** Source records follows **
use coursehub_shared::course_form::{PendingUpload, Thumbnail};
use wasm_bindgen_futures::JsFuture;
use web_sys::{HtmlInputElement, Url};
use yew::prelude::*;

const ACCEPTED_TYPES: &str = "image/png, image/jpeg, image/jpg";

#[derive(Properties, PartialEq)]
pub struct ThumbnailUploadProps {
    pub id: AttrValue,
    pub label: AttrValue,
    pub value: Option<Thumbnail>,
    pub on_change: Callback<Option<Thumbnail>>,
    #[prop_or_default]
    pub error: Option<String>,
}

/// Image picker with a preview of either the stored or the freshly picked file.
#[function_component(ThumbnailUpload)]
pub fn thumbnail_upload(props: &ThumbnailUploadProps) -> Html {
    // Object URL of the last picked file; stored thumbnails preview by URL.
    let local_preview = use_state(|| None::<String>);
    let reading = use_state(|| false);

    let preview = match props.value.as_ref() {
        Some(Thumbnail::Url(url)) if !url.is_empty() => Some(url.clone()),
        Some(Thumbnail::Pending(_)) => (*local_preview).clone(),
        _ => None,
    };

    let on_file_change = {
        let local_preview = local_preview.clone();
        let reading = reading.clone();
        let on_change = props.on_change.clone();
        Callback::from(move |event: Event| {
            let Some(input) = event.target_dyn_into::<HtmlInputElement>() else {
                return;
            };
            let Some(file) = input.files().and_then(|files| files.get(0)) else {
                return;
            };

            if let Some(previous) = (*local_preview).as_ref() {
                let _ = Url::revoke_object_url(previous);
            }
            local_preview.set(Url::create_object_url_with_blob(&file).ok());
            reading.set(true);

            let reading = reading.clone();
            let on_change = on_change.clone();
            wasm_bindgen_futures::spawn_local(async move {
                match JsFuture::from(file.array_buffer()).await {
                    Ok(buffer) => {
                        let bytes = js_sys::Uint8Array::new(&buffer).to_vec();
                        on_change.emit(Some(Thumbnail::Pending(PendingUpload {
                            file_name: file.name(),
                            content_type: file.type_(),
                            bytes,
                        })));
                    },
                    Err(e) => {
                        web_sys::console::error_1(
                            &format!("Failed to read thumbnail: {:?}", e).into(),
                        );
                    },
                }
                reading.set(false);
            });
        })
    };

    let on_clear = {
        let local_preview = local_preview.clone();
        let on_change = props.on_change.clone();
        Callback::from(move |_: MouseEvent| {
            if let Some(previous) = (*local_preview).as_ref() {
                let _ = Url::revoke_object_url(previous);
            }
            local_preview.set(None);
            on_change.emit(None);
        })
    };

    html! {
        <div class="flex flex-col space-y-2">
            <label class="text-sm text-richblack-5" for={props.id.clone()}>
                { props.label.clone() }
            </label>
            <div class="flex min-h-[250px] flex-col items-center justify-center rounded-md border-2 border-dotted border-richblack-500 bg-richblack-700 p-6">
                {
                    if let Some(src) = preview {
                        html! {
                            <div class="flex w-full flex-col p-6">
                                <img src={src} alt="Thumbnail preview" class="h-full w-full rounded-md object-cover" />
                                <button type="button" class="mt-3 text-richblack-400 underline" onclick={on_clear}>
                                    { "Cancel" }
                                </button>
                            </div>
                        }
                    } else {
                        html! {
                            <label for={props.id.clone()} class="flex cursor-pointer flex-col items-center text-center text-sm text-richblack-200">
                                { "Drag and drop an image, or " }
                                <span class="font-semibold text-yellow-50">{ "Browse" }</span>
                                <span class="mt-4">{ "Aspect ratio 16:9 · Recommended size 1024x576" }</span>
                            </label>
                        }
                    }
                }
                <input
                    id={props.id.clone()}
                    type="file"
                    accept={ACCEPTED_TYPES}
                    class="hidden"
                    onchange={on_file_change}
                    disabled={*reading}
                />
            </div>
            {
                if let Some(error) = props.error.as_ref() {
                    html! { <span class="ml-2 text-xs tracking-wide text-pink-200">{ error }</span> }
                } else {
                    html! {}
                }
            }
        </div>
    }
}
** End of Source records **
**Exercise goal:** The listing above is to be copied exactly, in full.

**Answer to this problem:**
use coursehub_shared::course_form::{PendingUpload, Thumbnail};
use wasm_bindgen_futures::JsFuture;
use web_sys::{HtmlInputElement, Url};
use yew::prelude::*;

const ACCEPTED_TYPES: &str = "image/png, image/jpeg, image/jpg";

#[derive(Properties, PartialEq)]
pub struct ThumbnailUploadProps {
    pub id: AttrValue,
    pub label: AttrValue,
    pub value: Option<Thumbnail>,
    pub on_change: Callback<Option<Thumbnail>>,
    #[prop_or_default]
    pub error: Option<String>,
}

/// Image picker with a preview of either the stored or the freshly picked file.
#[function_component(ThumbnailUpload)]
pub fn thumbnail_upload(props: &ThumbnailUploadProps) -> Html {
    // Object URL of the last picked file; stored thumbnails preview by URL.
    let local_preview = use_state(|| None::<String>);
    let reading = use_state(|| false);

    let preview = match props.value.as_ref() {
        Some(Thumbnail::Url(url)) if !url.is_empty() => Some(url.clone()),
        Some(Thumbnail::Pending(_)) => (*local_preview).clone(),
        _ => None,
    };

    let on_file_change = {
        let local_preview = local_preview.clone();
        let reading = reading.clone();
        let on_change = props.on_change.clone();
        Callback::from(move |event: Event| {
            let Some(input) = event.target_dyn_into::<HtmlInputElement>() else {
                return;
            };
            let Some(file) = input.files().and_then(|files| files.get(0)) else {
                return;
            };

            if let Some(previous) = (*local_preview).as_ref() {
                let _ = Url::revoke_object_url(previous);
            }
            local_preview.set(Url::create_object_url_with_blob(&file).ok());
            reading.set(true);

            let reading = reading.clone();
            let on_change = on_change.clone();
            wasm_bindgen_futures::spawn_local(async move {
                match JsFuture::from(file.array_buffer()).await {
                    Ok(buffer) => {
                        let bytes = js_sys::Uint8Array::new(&buffer).to_vec();
                        on_change.emit(Some(Thumbnail::Pending(PendingUpload {
                            file_name: file.name(),
                            content_type: file.type_(),
                            bytes,
                        })));
                    },
                    Err(e) => {
                        web_sys::console::error_1(
                            &format!("Failed to read thumbnail: {:?}", e).into(),
                        );
                    },
                }
                reading.set(false);
            });
        })
    };

    let on_clear = {
        let local_preview = local_preview.clone();
        let on_change = props.on_change.clone();
        Callback::from(move |_: MouseEvent| {
            if let Some(previous) = (*local_preview).as_ref() {
                let _ = Url::revoke_object_url(previous);
            }
            local_preview.set(None);
            on_change.emit(None);
        })
    };

    html! {
        <div class="flex flex-col space-y-2">
            <label class="text-sm text-richblack-5" for={props.id.clone()}>
                { props.label.clone() }
            </label>
            <div class="flex min-h-[250px] flex-col items-center justify-center rounded-md border-2 border-dotted border-richblack-500 bg-richblack-700 p-6">
                {
                    if let Some(src) = preview {
                        html! {
                            <div class="flex w-full flex-col p-6">
                                <img src={src} alt="Thumbnail preview" class="h-full w-full rounded-md object-cover" />
                                <button type="button" class="mt-3 text-richblack-400 underline" onclick={on_clear}>
                                    { "Cancel" }
                                </button>
                            </div>
                        }
                    } else {
                        html! {
                            <label for={props.id.clone()} class="flex cursor-pointer flex-col items-center text-center text-sm text-richblack-200">
                                { "Drag and drop an image, or " }
                                <span class="font-semibold text-yellow-50">{ "Browse" }</span>
                                <span class="mt-4">{ "Aspect ratio 16:9 · Recommended size 1024x576" }</span>
                            </label>
                        }
                    }
                }
                <input
                    id={props.id.clone()}
                    type="file"
                    accept={ACCEPTED_TYPES}
                    class="hidden"
                    onchange={on_file_change}
                    disabled={*reading}
                />
            </div>
            {
                if let Some(error) = props.error.as_ref() {
                    html! { <span class="ml-2 text-xs tracking-wide text-pink-200">{ error }</span> }
                } else {
                    html! {}
                }
            }
        </div>
    }
}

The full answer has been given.